Like it does most nights, the action begins at 7 p.m. with two contests (New Jersey at Boston [SN] and Carolina at Pittsburgh), followed half an hour later by another pair (Colorado at Montréal [RDS/TSN2] and Philadelphia at Detroit [NBCSN]). A third pair of fixtures (Ottawa at St. Louis [RDS2] and Tampa Bay at Nashville [TVAS]) will get underway at 8 p.m., while Florida at Dallas will wait 30 minutes before seeing the green light. Next up is Buffalo at Edmonton at 9 p.m., trailed an hour after by three games (Los Angeles at Vancouver, Columbus at Vegas [SN360] and the New York Rangers at Anaheim). Finally, Winnipeg at San Jose finishes the night out with their game starting at 10:30 p.m. All times Eastern.

As might be expected, there’s a few games that have some added narrative associated.

  • New Jersey at Boston: After two seasons wearing black and gold, RW Jimmy Hayes returns to TD Garden for the first time as a member of the Devils.
  • Florida at Dallas: Though this is year two of F Colton Sceviour‘s tenure with the Panthers, he has yet to return to Dallas, where he spent the first five seasons of his NHL career.
  • Buffalo at Edmonton: Journeyman LW Benoit Pouliot spent three seasons before this one in Edmonton. Tonight, he returns for the first time as a member of the Sabres.

However, since I’ve remained steadfast in my prediction of a Nashville-Tampa Bay Stanley Cup Final for most of the season, I think we have to take in the Bolts’ visit to Music City.

 

Of course, don’t let me convince you that I’m the only one to think this is a very likely Finals matchup.

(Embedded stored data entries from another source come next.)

//! World and civilization generation
//!
//! Everything random during generation is drawn from one ChaCha8 stream
//! seeded by the generator seed, so the same seed and config always produce
//! the same map and the same starting civilizations.

use rand::{Rng, SeedableRng};
use rand_chacha::ChaCha8Rng;
use tracing::{debug, info};

use crate::core::config::SimulationConfig;
use crate::core::error::{Result, SimError};
use crate::core::types::{CivId, Color};
use crate::simulation::civilization::Civilization;
use crate::simulation::territory::place_civilization;
use crate::world::cell::Biome;
use crate::world::map::WorldMap;
use crate::world::noise::NoiseField;

/// Names drawn (with replacement) for new civilizations
pub const CIV_NAMES: &[&str] = &[
    "Andorra", "Afghanistan", "Albania", "Armenia", "Angola", "Argentina", "Austria",
    "Australia", "Azerbaijan", "Barbados", "Bangladesh", "Belgium", "Bulgaria", "Bahrain",
    "Burundi", "Benin", "Bolivia", "Brazil", "Bhutan", "Botswana", "Belarus", "Belize",
    "Canada", "Congo", "Switzerland", "Chile", "Cameroon", "China", "Colombia", "Costa Rica",
    "Cuba", "Cape Verde", "Cyprus", "Germany", "Djibouti", "Denmark", "Dominica", "Algeria",
    "Ecuador", "Estonia", "Egypt", "Eritrea", "Spain", "Ethiopia", "Finland", "Fiji",
    "Micronesia", "France", "Gabon", "Grenada", "Georgia", "Ghana", "Gambia", "Guinea",
    "Greece", "Guatemala", "Guyana", "Honduras", "Croatia", "Haiti", "Hungary", "Indonesia",
    "Ireland", "Israel", "India", "Iraq", "Iran", "Iceland", "Italy", "Jamaica", "Jordan",
    "Japan", "Kenya", "Kyrgyzstan", "Cambodia", "Kiribati", "Comoros", "Kuwait", "Kazakhstan",
    "Lebanon", "Liechtenstein", "Sri Lanka", "Liberia", "Lesotho", "Lithuania", "Luxembourg",
    "Latvia", "Morocco", "Monaco", "Moldova", "Montenegro", "Madagascar", "Mali", "Myanmar",
    "Mongolia", "Mauritania", "Malta", "Mauritius", "Maldives", "Malawi", "Mexico", "Malaysia",
    "Mozambique", "Namibia", "Niger", "Nigeria", "Nicaragua", "Netherlands", "Norway", "Nepal",
    "Nauru", "New Zealand", "Oman", "Panama", "Peru", "Philippines", "Pakistan", "Poland",
    "Portugal", "Palau", "Paraguay", "Qatar", "Romania", "Serbia", "Rwanda", "Saudi Arabia",
    "Seychelles", "Sudan", "Sweden", "Singapore", "Slovenia", "Slovakia", "Sierra Leone",
    "San Marino", "Senegal", "Somalia", "Suriname", "El Salvador", "Chad", "Togo", "Thailand",
    "Tajikistan", "Timor-Leste", "Turkmenistan", "Tunisia", "Tonga", "Turkey", "Tuvalu",
    "Tanzania", "Ukraine", "Uganda", "Uruguay", "Uzbekistan", "Venezuela", "Viet Nam",
    "Vanuatu", "Samoa", "Yemen", "South Africa", "Zambia", "Zimbabwe",
];

/// Seeded builder for maps and starting civilizations
pub struct WorldGenerator {
    rng: ChaCha8Rng,
    noise: NoiseField,
    config: SimulationConfig,
}

impl WorldGenerator {
    pub fn new(seed: u64, config: SimulationConfig) -> Self {
        let noise = NoiseField::new(config.noise.permutation_seed);
        Self {
            rng: ChaCha8Rng::seed_from_u64(seed),
            noise,
            config,
        }
    }

    pub fn config(&self) -> &SimulationConfig {
        &self.config
    }

    /// Build the grid: elevation, climate, biome, neighbors and modifiers
    pub fn generate_world(&mut self, width: u32, height: u32) -> Result<WorldMap> {
        let world_cfg = &self.config.world;
        let noise_cfg = &self.config.noise;
        let mut map = WorldMap::new(width, height, world_cfg.topology)?;

        let offset: f64 = self.rng.gen_range(0.0..1000.0);
        debug!("Noise offset {:.4}", offset);

        for cell in map.cells_mut() {
            let elevation = self.noise.sample(
                (cell.x as f64 + 0.5) * noise_cfg.scale,
                (cell.y as f64 + 0.5) * noise_cfg.scale,
                offset,
                noise_cfg.octaves,
                noise_cfg.persistence,
            )?;

            // 0 at the equator row, 1 at either pole row
            let latitude = (((cell.y as f64 + 0.5) / height as f64) - 0.5).abs() * 2.0;
            let sea_temperature = world_cfg.equator_temperature
                + (world_cfg.pole_temperature - world_cfg.equator_temperature) * latitude;
            let altitude = (elevation - world_cfg.sea_level).max(0.0);

            cell.elevation = elevation;
            cell.is_water = elevation < world_cfg.sea_level;
            cell.temperature = sea_temperature - world_cfg.lapse_rate * altitude;
            cell.biome = Biome::classify(
                cell.is_water,
                elevation,
                cell.temperature,
                world_cfg.mountain_level,
            );
        }

        // Modifiers are drawn for every cell so land values never depend on the water mask
        for cell in map.cells_mut() {
            cell.food_mod = self.rng.gen::<f64>();
            cell.resource_mod = self.rng.gen::<f64>();
            cell.wealth_mod = self.rng.gen::<f64>();
            let housing = self.rng.gen_range(1..100);
            cell.max_housing = if cell.is_water { 0 } else { housing };
        }

        let water = map.cells().iter().filter(|c| c.is_water).count();
        info!(
            "Generated {}x{} world: {} land cells, {} water cells",
            width,
            height,
            map.len() - water,
            water
        );

        Ok(map)
    }

    /// Create `count` civilizations and place each on a free starting cell
    pub fn generate_civs(&mut self, map: &mut WorldMap, count: usize) -> Result<Vec<Civilization>> {
        if map.is_empty() {
            return Err(SimError::WorldNotGenerated);
        }

        let placement = &self.config.placement;
        let max_attempts = placement.attempt_factor.saturating_mul(map.len());
        let mut civs = Vec::with_capacity(count);

        for i in 0..count {
            let name = CIV_NAMES[self.rng.gen_range(0..CIV_NAMES.len())];
            let color = Color::new(self.rng.gen(), self.rng.gen(), self.rng.gen());
            let mut civ = Civilization::with_behavior(CivId(i as u32), name, color, &self.config.behavior);

            let mut placed = false;
            for _ in 0..max_attempts {
                let x = self.rng.gen_range(0..map.width());
                let y = self.rng.gen_range(0..map.height());
                let Some(candidate) = map.cell_at(x, y) else {
                    continue;
                };

                let in_band = (placement.band_min..=placement.band_max).contains(&candidate.elevation);
                if candidate.is_owned() || candidate.is_water || !in_band {
                    continue;
                }

                let cell = candidate.id;
                place_civilization(map, &mut civ, cell, placement.initial_cell_population)?;
                debug!("Placed {} ({:?}) at ({}, {})", civ.name, civ.id, x, y);
                placed = true;
                break;
            }

            if !placed {
                return Err(SimError::PlacementExhausted {
                    placed: i,
                    requested: count,
                });
            }

            civs.push(civ);
        }

        info!("Placed {} civilizations", civs.len());
        Ok(civs)
    }
}

#[cfg(test)]
mod tests {
    use super::*;
    use crate::world::map::Topology;

    fn wide_band_config() -> SimulationConfig {
        let mut config = SimulationConfig::default();
        config.world.sea_level = 0.0;
        config.placement.band_min = 0.0;
        config.placement.band_max = 1.0;
        config
    }

    #[test]
    fn test_generate_world_dimensions() {
        let mut generator = WorldGenerator::new(42, SimulationConfig::default());
        let map = generator.generate_world(12, 9).unwrap();
        assert_eq!(map.len(), 108);
        assert_eq!(map.width(), 12);
        assert_eq!(map.topology(), Topology::Hex);
    }

    #[test]
    fn test_generate_world_rejects_zero_size() {
        let mut generator = WorldGenerator::new(1, SimulationConfig::default());
        assert!(matches!(
            generator.generate_world(0, 4),
            Err(SimError::InvalidDimensions { .. })
        ));
    }

    #[test]
    fn test_cell_fields_in_range() {
        let mut generator = WorldGenerator::new(7, SimulationConfig::default());
        let map = generator.generate_world(16, 16).unwrap();
        for cell in map.cells() {
            assert!((0.0..=1.0).contains(&cell.elevation));
            assert!((0.0..1.0).contains(&cell.food_mod));
            assert!((0.0..1.0).contains(&cell.resource_mod));
            assert!((0.0..1.0).contains(&cell.wealth_mod));
            if cell.is_water {
                assert_eq!(cell.max_housing, 0);
                assert_eq!(cell.biome, Biome::Ocean);
            } else {
                assert!((1..100).contains(&cell.max_housing));
            }
            assert_eq!(cell.owner(), None);
        }
    }

    #[test]
    fn test_generate_civs_requires_map() {
        let mut generator = WorldGenerator::new(1, SimulationConfig::default());
        let mut map = WorldMap::default();
        assert!(matches!(
            generator.generate_civs(&mut map, 2),
            Err(SimError::WorldNotGenerated)
        ));
    }

    #[test]
    fn test_generate_civs_places_each_civ() {
        let mut generator = WorldGenerator::new(3, wide_band_config());
        let mut map = generator.generate_world(10, 10).unwrap();
        let civs = generator.generate_civs(&mut map, 4).unwrap();

        assert_eq!(civs.len(), 4);
        for (i, civ) in civs.iter().enumerate() {
            assert_eq!(civ.id, CivId(i as u32));
            assert_eq!(civ.territory_size(), 1);
            assert!(CIV_NAMES.contains(&civ.name.as_str()));
            let cell = *civ.territory().iter().next().unwrap();
            assert_eq!(map.owner_of(cell), Some(civ.id));
            assert_eq!(civ.population(), 100);
            assert!(civ.opinions().is_empty());
        }
    }

    #[test]
    fn test_placement_exhausted_when_map_full() {
        let mut generator = WorldGenerator::new(3, wide_band_config());
        let mut map = generator.generate_world(2, 2).unwrap();
        let result = generator.generate_civs(&mut map, 5);
        assert!(matches!(
            result,
            Err(SimError::PlacementExhausted { placed: 4, requested: 5 })
        ));
    }
}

According to an ESPN article on August 14, the Bolts had 12-1 odds to win for the championship series, trailed closely behind by Nashville’s 14-1 mark. For reference, the Pens were Vegas’ favorites at 6-1.

Then again, the Devils and Golden Knights were two of five teams to have 200-1 odds that day, so what did anybody know almost two months before the season began?

Of course, based on how it’s played lately, 32-12-3 Tampa Bay has not exactly lived up to expectations. Before yesterday’s 2-0 win in Chicago, the league-leading Lightning had lost three-straight games in a skid that started before their bye week.

The biggest reason for that losing skid was an offense that absolutely disappeared on the Lightning. Even though the Bolts still own a league-leading 3.49 goals per game on the season, they managed only a 1.5 goals-per-game since January 11 – the fourth-worst in that time.

Perhaps no stat is more telling of Tampa Bay’s struggles than this one: Over their past four games, F Brayden Point has been the Lightning’s leading scorer.

That’s certainly not a knock on Point’s effort, either of late or on the season. He’s averaged a point-per-game in his past four outings with 3-1-4 totals, and his 19-24-43 marks have already exceeded those of his 68-game rookie season that earned him a 10th-place finish in the race for last year’s Calder Trophy. In fact, he’s (t)ninth in the league with his +20 rating.

However, Point is no W Nikita Kucherov, who leads the league in points (61), is (t)second in goals (27) and 10th in assists (34); or C Steven Stamkos, who’s (t)sixth in points (54) and eighth in assists (37). Together, they’ve combined for only three assists over these last four games, and their team has obviously suffered without their leadership. In a big game tonight, they will need to perform well to ensure their club’s return to form last night is not short-lived.

With the Bolts in action last night, the goaltending situation is never set in stone until puck drop. However, I have a hard time believing 1-6-0 G Louis Domingue will steal 28-9-2 G Andrei Vasilevskiy‘s crease away from him given the magnitude of tonight’s tilt. The league’s wins and shutouts (seven) leader’s .93 save percentage is third-best in the NHL, and his 2.21 GAA fifth-best.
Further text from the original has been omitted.